Jackson, who is 40 and last played in the NBA in the 2013-14 season, has fond memories of the “We Believe” days. Don Nelson, then the Warriors’ head coach not only welcome​d Jackson, he appointed him captain. Jackson responded by teaming with Davis, Monta Ellis, and Jason Richardson to lead the Warriors into the playoffs and over the stunned Mavericks.

“It’s easy to go out there and fight and scratch and play and sweat and bleed for guys that you consider your friends, your brothers,” Jackson said of the We Believers. “I been knowin’ Baron since I was 16, I been knowin’ Al since I was 19.”

“If you ask the fans in the Bay Area, they love winnin’ these championships right now, but they’ll tell you they got a special place in their hearts for us. It’s gonna feel good to come back to Oracle and play — I can’t wait to get that feeling back again.”

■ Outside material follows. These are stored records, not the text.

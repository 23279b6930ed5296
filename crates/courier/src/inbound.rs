//! Turns inbound frames into stored messages.
//!
//! Live `SignalMessage`s and `SyncResponse` backlogs share one path:
//! normalize ids, skip ids already stored, decrypt, persist as unread. The
//! stored-id check runs before decryption so a redelivered ciphertext never
//! reaches the ratchet.

use crate::local_store::LocalStore;
use crate::session_manager::SessionManager;
use crate::transport::{Link, TransportEvent};
use crate::utils::{message_timestamp, normalize_id};
use crate::wire::{Frame, SignalMessage, SyncMessage};
use crate::{Author, ErrorKind, Message, MessageStatus, ProtocolAddress, Result};
use std::sync::Arc;
use tokio::sync::mpsc;
use tracing::{debug, error, info, warn};

pub struct InboundProcessor {
    sessions: Arc<SessionManager>,
    store: Arc<LocalStore>,
    link: Arc<dyn Link>,
    user_id: String,
    device_id: u32,
}

impl InboundProcessor {
    pub fn new(
        sessions: Arc<SessionManager>,
        store: Arc<LocalStore>,
        link: Arc<dyn Link>,
        user_id: impl Into<String>,
        device_id: u32,
    ) -> Self {
        Self {
            sessions,
            store,
            link,
            user_id: user_id.into(),
            device_id,
        }
    }

    /// Processes transport events until the channel closes.
    pub async fn run(self: Arc<Self>, mut events: mpsc::UnboundedReceiver<TransportEvent>) {
        while let Some(event) = events.recv().await {
            self.handle_event(event).await;
        }
        debug!("inbound event stream closed");
    }

    pub async fn handle_event(&self, event: TransportEvent) {
        match event {
            TransportEvent::Connected => {
                if let Err(e) = self.request_sync() {
                    warn!(error = %e, "failed to request sync");
                }
            }
            TransportEvent::Frame(Frame::SignalMessage(message)) => {
                self.process_live(message).await;
            }
            TransportEvent::Frame(Frame::SyncResponse { messages }) => {
                self.process_backlog(messages).await;
            }
            TransportEvent::Frame(frame) => {
                debug!(frame = frame.name(), "ignoring frame");
            }
        }
    }

    /// Asks the server for everything after the highest stored server id.
    pub fn request_sync(&self) -> Result<()> {
        let cursor = self.store.max_server_id()?;
        info!(cursor = ?cursor, "requesting sync");
        self.link.send(&Frame::SyncRequest {
            last_message_id: cursor,
        })
    }

    pub async fn process_live(&self, message: SignalMessage) -> Option<Message> {
        self.process_logged(message, None, None).await
    }

    /// Handles a backlog in server order, skipping entries at or below the
    /// cursor. Returns how many new messages were stored.
    pub async fn process_backlog(&self, mut messages: Vec<SyncMessage>) -> usize {
        let cursor = match self.store.max_server_id() {
            Ok(cursor) => cursor,
            Err(e) => {
                error!(error = %e, "failed to read sync cursor");
                return 0;
            }
        };
        messages.sort_by_key(|m| m.message_id);

        let total = messages.len();
        let mut stored = 0;
        for entry in messages {
            if cursor.is_some_and(|c| entry.message_id <= c) {
                continue;
            }
            let sent_at = u64::try_from(entry.sent_at).ok();
            if self
                .process_logged(entry.signal(), Some(entry.message_id), sent_at)
                .await
                .is_some()
            {
                stored += 1;
            }
        }
        info!(received = total, stored, "processed sync backlog");
        stored
    }

    async fn process_logged(
        &self,
        message: SignalMessage,
        server_id: Option<i64>,
        sent_at: Option<u64>,
    ) -> Option<Message> {
        let message_id = message.client_message_id.clone();
        let peer = message.sender_id.clone();
        match self.process(message, server_id, sent_at).await {
            Ok(stored) => stored,
            Err(e) if e.kind() == ErrorKind::Storage => {
                error!(peer = %peer, message_id = %message_id, error = %e, "storage failure, dropping message");
                None
            }
            Err(e) => {
                warn!(peer = %peer, message_id = %message_id, error = %e, "dropping undecryptable message");
                None
            }
        }
    }

    async fn process(
        &self,
        signal: SignalMessage,
        server_id: Option<i64>,
        sent_at: Option<u64>,
    ) -> Result<Option<Message>> {
        let sender_id = normalize_id(&signal.sender_id);
        let message_id = normalize_id(&signal.client_message_id);

        if sender_id == self.user_id && signal.sender_device_id == self.device_id {
            debug!(message_id = %message_id, "skipping own message");
            return Ok(None);
        }
        if normalize_id(&signal.recipient_id) != self.user_id
            || signal.recipient_device_id != self.device_id
        {
            debug!(message_id = %message_id, "skipping message for another device");
            return Ok(None);
        }

        let conversation_id = self.resolve_conversation(&sender_id, signal.conversation_id.as_deref())?;

        if let Some(mut existing) = self.store.message(&conversation_id, &message_id)? {
            debug!(conversation = %conversation_id, message_id = %message_id, "already stored, skipping");
            if existing.server_id.is_none() && server_id.is_some() {
                existing.server_id = server_id;
                self.store.save_message(&existing)?;
            }
            return Ok(None);
        }

        let address = ProtocolAddress::new(sender_id, signal.sender_device_id);
        let text = match self
            .sessions
            .decrypt_message(&address, &signal.content, signal.message_type)
            .await
        {
            Ok(text) => text,
            Err(e) if e.is_duplicate() => {
                debug!(peer = %address, message_id = %message_id, "replayed ciphertext, skipping");
                return Ok(None);
            }
            Err(e) => return Err(e),
        };

        let message = Message {
            id: message_id,
            conversation_id,
            text,
            sender: Author::Them,
            status: MessageStatus::Received,
            is_read: false,
            timestamp: sent_at.unwrap_or_else(message_timestamp),
            server_id,
        };
        self.store.save_message(&message)?;
        debug!(conversation = %message.conversation_id, message_id = %message.id, "stored inbound message");
        Ok(Some(message))
    }

    /// Frame's conversation id when present, else the peer's mapped one, else
    /// a fresh id. The peer mapping is recorded the first time.
    fn resolve_conversation(&self, peer_id: &str, given: Option<&str>) -> Result<String> {
        let given = given.map(normalize_id).filter(|c| !c.is_empty());
        let mapped = self.store.conversation_for_peer(peer_id)?;

        match (given, mapped) {
            (Some(cid), Some(_)) => Ok(cid),
            (Some(cid), None) => {
                self.store.map_peer(peer_id, &cid)?;
                Ok(cid)
            }
            (None, Some(mapped)) => Ok(mapped),
            (None, None) => {
                let cid = uuid::Uuid::new_v4().to_string();
                warn!(peer = %peer_id, conversation = %cid, "message without conversation id, generated one");
                self.store.map_peer(peer_id, &cid)?;
                Ok(cid)
            }
        }
    }
}

#[cfg(test)]
mod tests {
    use super::*;
    use crate::directory::InMemoryDirectory;
    use crate::transport::ConnectionState;
    use crate::{EngineConfig, InMemoryStorage, MessageType};
    use std::sync::Mutex;
    use tokio::sync::watch;

    struct CapturingLink {
        state: watch::Sender<ConnectionState>,
        sent: Mutex<Vec<Frame>>,
    }

    impl Link for CapturingLink {
        fn send(&self, frame: &Frame) -> Result<()> {
            self.sent.lock().unwrap().push(frame.clone());
            Ok(())
        }

        fn state(&self) -> watch::Receiver<ConnectionState> {
            self.state.subscribe()
        }
    }

    struct Fixture {
        alice: SessionManager,
        inbound: InboundProcessor,
        store: Arc<LocalStore>,
        link: Arc<CapturingLink>,
    }

    async fn fixture() -> Fixture {
        let directory = Arc::new(InMemoryDirectory::new());
        let config = EngineConfig {
            prekey_batch_size: 3,
            ..EngineConfig::default()
        };
        let alice = SessionManager::new(
            "alice",
            1,
            Arc::new(InMemoryStorage::new()),
            directory.clone(),
            &config,
        );
        let bob = Arc::new(SessionManager::new(
            "bob",
            1,
            Arc::new(InMemoryStorage::new()),
            directory,
            &config,
        ));
        alice.ensure_keys(false, false).await.unwrap();
        bob.ensure_keys(false, false).await.unwrap();

        let store = Arc::new(LocalStore::new(Arc::new(InMemoryStorage::new())));
        let link = Arc::new(CapturingLink {
            state: watch::channel(ConnectionState::Connected).0,
            sent: Mutex::new(Vec::new()),
        });
        let inbound = InboundProcessor::new(bob, store.clone(), link.clone(), "bob", 1);
        Fixture {
            alice,
            inbound,
            store,
            link,
        }
    }

    async fn from_alice(f: &Fixture, id: &str, text: &str) -> SignalMessage {
        let payload = f
            .alice
            .encrypt_message(&ProtocolAddress::new("bob", 1), text)
            .await
            .unwrap();
        SignalMessage {
            conversation_id: Some("c1".to_string()),
            client_message_id: id.to_string(),
            sender_id: "alice".to_string(),
            sender_device_id: 1,
            recipient_id: "bob".to_string(),
            recipient_device_id: 1,
            content: payload.content,
            message_type: payload.message_type,
            attachment_url: None,
            reply_to_message_id: None,
        }
    }

    fn backlog_entry(signal: &SignalMessage, message_id: i64) -> SyncMessage {
        SyncMessage {
            message_id,
            sent_at: 1_000 + message_id,
            conversation_id: signal.conversation_id.clone(),
            client_message_id: signal.client_message_id.clone(),
            sender_id: signal.sender_id.clone(),
            sender_device_id: signal.sender_device_id,
            recipient_id: signal.recipient_id.clone(),
            recipient_device_id: signal.recipient_device_id,
            content: signal.content.clone(),
            message_type: signal.message_type,
            attachment_url: None,
            reply_to_message_id: None,
        }
    }

    #[tokio::test]
    async fn live_message_is_stored_unread() {
        let f = fixture().await;
        let signal = from_alice(&f, " m1 ", "hi").await;

        let stored = f.inbound.process_live(signal).await.unwrap();

        assert_eq!(stored.id, "m1");
        assert_eq!(stored.text, "hi");
        assert_eq!(stored.sender, Author::Them);
        assert!(!stored.is_read);
        assert_eq!(f.store.unread_count("c1").unwrap(), 1);
        assert_eq!(f.store.conversation_for_peer("alice").unwrap(), Some("c1".to_string()));
    }

    #[tokio::test]
    async fn redelivery_is_skipped_before_decrypt() {
        let f = fixture().await;
        let signal = from_alice(&f, "m1", "hi").await;

        assert!(f.inbound.process_live(signal.clone()).await.is_some());
        assert!(f.inbound.process_live(signal).await.is_none());
        assert_eq!(f.store.messages("c1").unwrap().len(), 1);
    }

    #[tokio::test]
    async fn same_ciphertext_under_new_id_is_swallowed() {
        let f = fixture().await;
        let signal = from_alice(&f, "m1", "hi").await;
        let mut replay = signal.clone();
        replay.client_message_id = "m1-again".to_string();

        f.inbound.process_live(signal).await.unwrap();
        assert!(f.inbound.process_live(replay).await.is_none());
        assert_eq!(f.store.messages("c1").unwrap().len(), 1);
    }

    #[tokio::test]
    async fn garbage_is_dropped_without_stopping_the_batch() {
        let f = fixture().await;
        let good = from_alice(&f, "m2", "still here").await;
        let mut bad = good.clone();
        bad.client_message_id = "m1".to_string();
        bad.content = vec![1, 2, 3];
        bad.message_type = MessageType::Normal;

        let stored = f
            .inbound
            .process_backlog(vec![backlog_entry(&bad, 1), backlog_entry(&good, 2)])
            .await;

        assert_eq!(stored, 1);
        assert_eq!(f.store.messages("c1").unwrap()[0].text, "still here");
    }

    #[tokio::test]
    async fn backlog_is_ordered_and_filtered_by_cursor() {
        let f = fixture().await;
        let m1 = from_alice(&f, "m1", "one").await;
        let m2 = from_alice(&f, "m2", "two").await;
        let m3 = from_alice(&f, "m3", "three").await;

        assert_eq!(f.inbound.process_backlog(vec![backlog_entry(&m1, 5)]).await, 1);

        let stored = f
            .inbound
            .process_backlog(vec![
                backlog_entry(&m3, 7),
                backlog_entry(&m1, 5),
                backlog_entry(&m2, 6),
            ])
            .await;

        assert_eq!(stored, 2);
        let texts: Vec<String> = f.store.messages("c1").unwrap().into_iter().map(|m| m.text).collect();
        assert_eq!(texts, vec!["one", "two", "three"]);
        assert_eq!(f.store.max_server_id().unwrap(), Some(7));
    }

    #[tokio::test]
    async fn live_copy_gets_server_id_from_backlog() {
        let f = fixture().await;
        let m1 = from_alice(&f, "m1", "one").await;
        f.inbound.process_live(m1.clone()).await.unwrap();
        assert_eq!(f.store.max_server_id().unwrap(), None);

        assert_eq!(f.inbound.process_backlog(vec![backlog_entry(&m1, 3)]).await, 0);
        assert_eq!(f.store.max_server_id().unwrap(), Some(3));
    }

    #[tokio::test]
    async fn connect_requests_sync_from_cursor() {
        let f = fixture().await;
        let m1 = from_alice(&f, "m1", "one").await;
        f.inbound.process_backlog(vec![backlog_entry(&m1, 11)]).await;

        f.inbound.handle_event(TransportEvent::Connected).await;

        assert_eq!(
            f.link.sent.lock().unwrap().last(),
            Some(&Frame::SyncRequest {
                last_message_id: Some(11)
            })
        );
    }

    #[tokio::test]
    async fn missing_conversation_id_uses_peer_mapping() {
        let f = fixture().await;
        f.store.map_peer("alice", "known").unwrap();
        let mut signal = from_alice(&f, "m1", "hi").await;
        signal.conversation_id = None;

        let stored = f.inbound.process_live(signal).await.unwrap();
        assert_eq!(stored.conversation_id, "known");
    }

    #[tokio::test]
    async fn own_echo_is_skipped() {
        let f = fixture().await;
        let mut signal = from_alice(&f, "m1", "hi").await;
        signal.sender_id = "bob".to_string();

        assert!(f.inbound.process_live(signal).await.is_none());
    }
}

Jackson hasn’t lost an ounce of passion for the game. He plays in various leagues, in pickup games, works out daily, [and] says he’s in NBA condition.

“If you really love something, you gonna do it until you can’t do it no more,” he said. “And that’s how I feel about basketball. I’m good at it, so I play with a passion, and I’m gonna continue to play it. I don’t understand how people who retire automatically stop playing. I’m gonna keep playing ’til God takes my blessing from me.”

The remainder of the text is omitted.